Collected data:
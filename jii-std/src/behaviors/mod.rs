//! Standard behaviors.

mod logging;

pub use logging::{LogLevel, LoggingBehavior};
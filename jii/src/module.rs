//! # Modules
//!
//! A [`Module`] owns a tree of sub-modules, a registry of lazily built
//! components, a controller map and a table of inline actions. It resolves
//! route strings into runnable actions.
//!
//! # Route resolution
//!
//! [`Module::run_action`] splits the route at its first `/` into an id and
//! the remainder, then tries in order:
//!
//! 1. an inline action bound under `id/remainder` (`id/index` when the
//!    remainder is empty),
//! 2. the controller map entry for `id`,
//! 3. the sub-module `id`, resolving the remainder there,
//! 4. the controller map entry for the derived class name
//!    (`post-comment` → `PostCommentController`),
//! 5. the registered controller class `{controllerNamespace}.{Derived}`.
//!
//! Nothing matching is not an error: an informational log is emitted and
//! the dispatch resolves to [`Dispatch::Unresolved`].
//!
//! # Error route
//!
//! An error raised anywhere in the pipeline is reported to the catch
//! handler. If an error route is configured (here or on the nearest
//! ancestor) and differs from the failing route, the error is registered
//! on the context as `errorHandler` and the error route is dispatched once.

use crate::{
    action::{Action, ActionOutcome, FnAction},
    components::{ErrorHandler, register_builtin_components},
    context::Context,
    controller::{self, Controller, DEFAULT_ACTION, action_event, controller_registry},
    core_components::{Platform, Scope, core_class},
    naming::{controller_class_name, is_action_id, split_route},
};
use async_trait::async_trait;
use futures::future::BoxFuture;
use indexmap::IndexMap;
use jii_core::{
    BEHAVIOR_PREFIX, BehaviorSpec, CLASS_NAME_KEY, Component, ComponentCore, Config, ConfigError,
    EVENT_PREFIX, HandlerSpec, Identifiable, JiiError, Member, Object, ObjectSpec, PropertyError,
    Setup, Value, component_registry, merge_into, register_lineage, report_error,
};
use parking_lot::RwLock;
use std::{
    collections::HashMap,
    fmt,
    sync::{Arc, LazyLock, Weak},
};

/// Type name of plain modules.
pub const MODULE_CLASS: &str = "jii.base.Module";

/// Default route of plain modules.
pub const DEFAULT_ROUTE: &str = "default";

/// Default namespace searched for derived controller classes.
pub const DEFAULT_CONTROLLER_NAMESPACE: &str = "app.controllers";

/// Context component id the error route fallback registers.
pub const ERROR_HANDLER_ID: &str = "errorHandler";

// ============================================================================
// Module classes
// ============================================================================

type ModuleInit = dyn Fn(&Arc<Module>) -> Result<(), JiiError> + Send + Sync;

▸ TASK
Each and every entry needs to be repeated exactly.

▸ RESPONSE TO THIS TASK
filename jii-std/src/behaviors/mod.rs
//! Standard behaviors.

mod logging;

pub use logging::{LogLevel, LoggingBehavior};
filename jii/src/module.rs
//! # Modules
//!
//! A [`Module`] owns a tree of sub-modules, a registry of lazily built
//! components, a controller map and a table of inline actions. It resolves
//! route strings into runnable actions.
//!
//! # Route resolution
//!
//! [`Module::run_action`] splits the route at its first `/` into an id and
//! the remainder, then tries in order:
//!
//! 1. an inline action bound under `id/remainder` (`id/index` when the
//!    remainder is empty),
//! 2. the controller map entry for `id`,
//! 3. the sub-module `id`, resolving the remainder there,
//! 4. the controller map entry for the derived class name
//!    (`post-comment` → `PostCommentController`),
//! 5. the registered controller class `{controllerNamespace}.{Derived}`.
//!
//! Nothing matching is not an error: an informational log is emitted and
//! the dispatch resolves to [`Dispatch::Unresolved`].
//!
//! # Error route
//!
//! An error raised anywhere in the pipeline is reported to the catch
//! handler. If an error route is configured (here or on the nearest
//! ancestor) and differs from the failing route, the error is registered
//! on the context as `errorHandler` and the error route is dispatched once.

use crate::{
    action::{Action, ActionOutcome, FnAction},
    components::{ErrorHandler, register_builtin_components},
    context::Context,
    controller::{self, Controller, DEFAULT_ACTION, action_event, controller_registry},
    core_components::{Platform, Scope, core_class},
    naming::{controller_class_name, is_action_id, split_route},
};
use async_trait::async_trait;
use futures::future::BoxFuture;
use indexmap::IndexMap;
use jii_core::{
    BEHAVIOR_PREFIX, BehaviorSpec, CLASS_NAME_KEY, Component, ComponentCore, Config, ConfigError,
    EVENT_PREFIX, HandlerSpec, Identifiable, JiiError, Member, Object, ObjectSpec, PropertyError,
    Setup, Value, component_registry, merge_into, register_lineage, report_error,
};
use parking_lot::RwLock;
use std::{
    collections::HashMap,
    fmt,
    sync::{Arc, LazyLock, Weak},
};

/// Type name of plain modules.
pub const MODULE_CLASS: &str = "jii.base.Module";

/// Default route of plain modules.
pub const DEFAULT_ROUTE: &str = "default";

/// Default namespace searched for derived controller classes.
pub const DEFAULT_CONTROLLER_NAMESPACE: &str = "app.controllers";

/// Context component id the error route fallback registers.
pub const ERROR_HANDLER_ID: &str = "errorHandler";

// ============================================================================
// Module classes
// ============================================================================

type ModuleInit = dyn Fn(&Arc<Module>) -> Result<(), JiiError> + Send + Sync;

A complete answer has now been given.